Just like OP stated, I’ve also seen rotary knobs misbehave just like this in microwave ovens, mixers, headphone monitor boxes. It seems most rotary knobs develop these symptoms after 1 - 3 years of usage. It’s probably due to oxidation because spraying deoxidation fluid restores normal operation for a couple of months and then the symptoms return. Maybe this unit has been on the self of the seller for a while ?
In the first screen-capture 127 is huge outlier. That is a huge skip forward in he middle of moderate movement. The occasional “snap back” (1) is fine. That can happen with a knob that clicks in to place.
The counter-clockwise movement also looks back. There is a lot of forth and back, and more than just a single step clockswise. This cannot be explained by a detent.
I have a Faderport-8 and that produces a much cleaner signal, and no outliers.
I don’t know if this is common with the 2nd generator Faderport, but if there is still warranty on the device, I’d return it.

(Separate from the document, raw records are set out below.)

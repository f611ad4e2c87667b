//! HTTP API client for the Pickle Cup server.

use anyhow::{Context, Result};
use reqwest::{RequestBuilder, Response, StatusCode};
use serde::{Deserialize, Serialize, de::DeserializeOwned};

use pickle_cup::auth::{MagicLinkRequest, RefreshRequest, SessionTokens, User};
use pickle_cup::bracket::Matchup;
use pickle_cup::matches::{Match, MatchId, MatchSummary, RecordResultRequest};
use pickle_cup::player::{DEFAULT_MIN_QUERY_LEN, Player, PlayerId, PlayerSummary};
use pickle_cup::stats::PlayerStats;
use pickle_cup::team::{NewTeam, Team, TeamId, TeamSummary};
use pickle_cup::tournament::{
    BracketView, CreatedTournament, Tournament, TournamentId, TournamentStructure,
};

use crate::session::SessionCache;

/// Error body returned by the server
#[derive(Debug, Deserialize)]
struct ErrorBody {
    error: String,
    reason: Option<String>,
}

/// Player stats as served by the stats endpoint
#[derive(Debug, Clone, Deserialize)]
pub struct PlayerStatsView {
    pub player: PlayerSummary,
    pub stats: PlayerStats,
    pub games_played: u64,
    pub win_rate: String,
}

#[derive(Debug, Clone, Deserialize)]
pub struct BracketPreview {
    pub matchups: Vec<Matchup>,
    pub rendered: String,
}

#[derive(Debug, Serialize)]
struct CreateTournamentRequest<'a> {
    name: &'a str,
    structure: TournamentStructure,
    team_ids: &'a [TeamId],
}

#[derive(Debug, Serialize)]
struct TeamSelection<'a> {
    team_ids: &'a [TeamId],
}

#[derive(Debug, Deserialize)]
struct BracketCreated {
    created: usize,
}

/// API client for communicating with the server
///
/// Bearer tokens come from the [`SessionCache`]; signing in or out through
/// the client updates it.
pub struct ApiClient {
    base_url: String,
    client: reqwest::Client,
    session: SessionCache,
    min_query_len: usize,
}

impl ApiClient {
    /// Create a client that uses the process-wide session cache
    pub fn new(base_url: String) -> Self {
        Self::with_session(base_url, SessionCache::global().clone())
    }

    /// Create a client over a specific session cache
    pub fn with_session(base_url: String, session: SessionCache) -> Self {
        Self {
            base_url: base_url.trim_end_matches('/').to_string(),
            client: reqwest::Client::new(),
            session,
            min_query_len: DEFAULT_MIN_QUERY_LEN,
        }
    }

    /// Queries shorter than this are answered locally with no results
    pub fn with_min_query_len(mut self, min_query_len: usize) -> Self {
        self.min_query_len = min_query_len;
        self
    }

    pub fn session(&self) -> &SessionCache {
        &self.session
    }

    fn url(&self, path: &str) -> String {
        format!("{}/api/v1{}", self.base_url, path)
    }

    fn authorized(&self, request: RequestBuilder) -> Result<RequestBuilder> {
        let token = self.session.access_token().context("Not signed in")?;
        Ok(request.bearer_auth(token))
    }

    // ------------------------------------------------------------------
    // Authentication
    // ------------------------------------------------------------------

    /// Ask the server to email a sign-in link
    pub async fn request_magic_link(&self, email: &str) -> Result<()> {
        let request = MagicLinkRequest {
            email: email.to_string(),
        };
        let response = self
            .client
            .post(self.url("/auth/magic-link"))
            .json(&request)
            .send()
            .await
            .context("Failed to send sign-in link request")?;
        expect_success(response, "Sign-in link request").await?;
        Ok(())
    }

    /// Exchange the emailed token for a session and cache it
    pub async fn complete_sign_in(&self, token: &str) -> Result<User> {
        let response = self
            .client
            .get(self.url("/auth/callback"))
            .query(&[("token", token)])
            .send()
            .await
            .context("Failed to send sign-in request")?;
        let session: SessionTokens = parse(response, "Sign-in").await?;
        let user = session.user.clone();
        self.session.sign_in(session);
        Ok(user)
    }

    /// Rotate the cached refresh token
    pub async fn refresh(&self) -> Result<()> {
        let refresh_token = self.session.refresh_token().context("Not signed in")?;
        let response = self
            .client
            .post(self.url("/auth/refresh"))
            .json(&RefreshRequest { refresh_token })
            .send()
            .await
            .context("Failed to send refresh request")?;

        match parse::<SessionTokens>(response, "Token refresh").await {
            Ok(session) => {
                self.session.sign_in(session);
                Ok(())
            }
            Err(e) => {
                self.session.sign_out();
                Err(e)
            }
        }
    }

    /// End the server session and clear the cache
    ///
    /// The cache is cleared even if the server cannot be reached.
    pub async fn sign_out(&self) -> Result<()> {
        let Some(session) = self.session.sign_out() else {
            return Ok(());
        };
        let response = self
            .client
            .post(self.url("/auth/sign-out"))
            .json(&RefreshRequest {
                refresh_token: session.refresh_token,
            })
            .send()
            .await
            .context("Failed to send sign-out request")?;
        expect_success(response, "Sign-out").await?;
        Ok(())
    }

    /// The signed-in user as the server sees it
    pub async fn current_user(&self) -> Result<User> {
        let request = self.authorized(self.client.get(self.url("/auth/me")))?;
        let response = request.send().await.context("Failed to fetch current user")?;
        parse(response, "Current user").await
    }

    // ------------------------------------------------------------------
    // Players
    // ------------------------------------------------------------------

    /// Search players by name
    ///
    /// Queries shorter than the minimum return no results without a request.
    pub async fn search_players(&self, query: &str) -> Result<Vec<PlayerSummary>> {
        let query = query.trim();
        if query.chars().count() < self.min_query_len {
            return Ok(Vec::new());
        }
        let response = self
            .client
            .get(self.url("/players/search"))
            .query(&[("q", query)])
            .send()
            .await
            .context("Failed to search players")?;
        parse(response, "Player search").await
    }

    pub async fn get_player(&self, player_id: PlayerId) -> Result<Player> {
        let response = self
            .client
            .get(self.url(&format!("/players/{player_id}")))
            .send()
            .await
            .context("Failed to fetch player")?;
        parse(response, "Player lookup").await
    }

    pub async fn player_stats(&self, player_id: PlayerId) -> Result<PlayerStatsView> {
        let response = self
            .client
            .get(self.url(&format!("/players/{player_id}/stats")))
            .send()
            .await
            .context("Failed to fetch player stats")?;
        parse(response, "Player stats").await
    }

    // ------------------------------------------------------------------
    // Teams and brackets
    // ------------------------------------------------------------------

    pub async fn my_teams(&self) -> Result<Vec<TeamSummary>> {
        let request = self.authorized(self.client.get(self.url("/teams")))?;
        let response = request.send().await.context("Failed to list teams")?;
        parse(response, "Team listing").await
    }

    pub async fn create_team(&self, name: &str, partner_username: &str) -> Result<Team> {
        let request = NewTeam {
            name: name.to_string(),
            partner_username: partner_username.to_string(),
        };
        let builder = self.authorized(self.client.post(self.url("/teams")))?;
        let response = builder
            .json(&request)
            .send()
            .await
            .context("Failed to send team request")?;
        parse(response, "Team creation").await
    }

    pub async fn preview_bracket(&self, team_ids: &[TeamId]) -> Result<BracketPreview> {
        let response = self
            .client
            .post(self.url("/brackets/preview"))
            .json(&TeamSelection { team_ids })
            .send()
            .await
            .context("Failed to send bracket preview request")?;
        parse(response, "Bracket preview").await
    }

    // ------------------------------------------------------------------
    // Tournaments and matches
    // ------------------------------------------------------------------

    pub async fn list_tournaments(&self) -> Result<Vec<Tournament>> {
        let response = self
            .client
            .get(self.url("/tournaments"))
            .send()
            .await
            .context("Failed to list tournaments")?;
        parse(response, "Tournament listing").await
    }

    /// Create a tournament; a non-empty `team_ids` also seeds round 1
    pub async fn create_tournament(
        &self,
        name: &str,
        structure: TournamentStructure,
        team_ids: &[TeamId],
    ) -> Result<CreatedTournament> {
        let request = CreateTournamentRequest {
            name,
            structure,
            team_ids,
        };
        let builder = self.authorized(self.client.post(self.url("/tournaments")))?;
        let response = builder
            .json(&request)
            .send()
            .await
            .context("Failed to send tournament request")?;
        parse(response, "Tournament creation").await
    }

    pub async fn get_bracket(&self, tournament_id: TournamentId) -> Result<BracketView> {
        let response = self
            .client
            .get(self.url(&format!("/tournaments/{tournament_id}/bracket")))
            .send()
            .await
            .context("Failed to fetch bracket")?;
        parse(response, "Bracket lookup").await
    }

    /// Seed round 1 of an existing tournament, returning the number of matches
    pub async fn generate_bracket(
        &self,
        tournament_id: TournamentId,
        team_ids: &[TeamId],
    ) -> Result<usize> {
        let url = self.url(&format!("/tournaments/{tournament_id}/bracket"));
        let builder = self.authorized(self.client.post(url))?;
        let response = builder
            .json(&TeamSelection { team_ids })
            .send()
            .await
            .context("Failed to send bracket request")?;
        let created: BracketCreated = parse(response, "Bracket generation").await?;
        Ok(created.created)
    }

    pub async fn recent_matches(&self) -> Result<Vec<MatchSummary>> {
        let request = self.authorized(self.client.get(self.url("/matches")))?;
        let response = request.send().await.context("Failed to list matches")?;
        parse(response, "Match listing").await
    }

    pub async fn record_result(&self, match_id: MatchId, winner_team_id: TeamId) -> Result<Match> {
        let url = self.url(&format!("/matches/{match_id}/result"));
        let builder = self.authorized(self.client.post(url))?;
        let response = builder
            .json(&RecordResultRequest { winner_team_id })
            .send()
            .await
            .context("Failed to send result")?;
        parse(response, "Result recording").await
    }
}

/// Fail with the server's error message unless the status is 2xx
async fn expect_success(response: Response, what: &str) -> Result<Response> {
    let status = response.status();
    if status.is_success() {
        return Ok(response);
    }

    let body = response
        .text()
        .await
        .unwrap_or_else(|e| format!("Failed to read error response: {}", e));
    anyhow::bail!("{} failed ({}): {}", what, status_label(status), describe(&body));
}

async fn parse<T: DeserializeOwned>(response: Response, what: &str) -> Result<T> {
    let response = expect_success(response, what).await?;
    response
        .json()
        .await
        .with_context(|| format!("Failed to parse {} response", what.to_lowercase()))
}

fn status_label(status: StatusCode) -> String {
    match status.canonical_reason() {
        Some(reason) => format!("{} {}", status.as_u16(), reason),
        None => status.as_u16().to_string(),
    }
}

/// Server error message with its reason code, or the raw body
fn describe(body: &str) -> String {
    match serde_json::from_str::<ErrorBody>(body) {
        Ok(ErrorBody {
            error,
            reason: Some(reason),
        }) => format!("{error} [{reason}]"),
        Ok(ErrorBody { error, reason: None }) => error,
        Err(_) => body.to_string(),
    }
}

As mentioned above, I’m not experiencing it with my 2nd generation Faderport. The only strangeness I see when using the encoder to scroll (which to be honest I never do in practice because the scroll wheel of my mouse is more efficient) is an occasional flash of the playhead in which it jumps backward for a split-second when scrolling forward and then returns; I also see this occasionally when scrolling backward – in that case the playhead jumps forward for a split second and then returns. But this behavior doesn’t show up when panning (which is a good use for the encoder dial).
This is usually due to the grease that lubricates the shaft having liquefied and dripped onto the circuit board preventing the brushes to make contact. This can be fixed on most encoders by disasembling them and clean up the mess.Oxidation spray might help in some cases by diluting that grease a bit, but it doesn’t remove it so the fix is very temporary.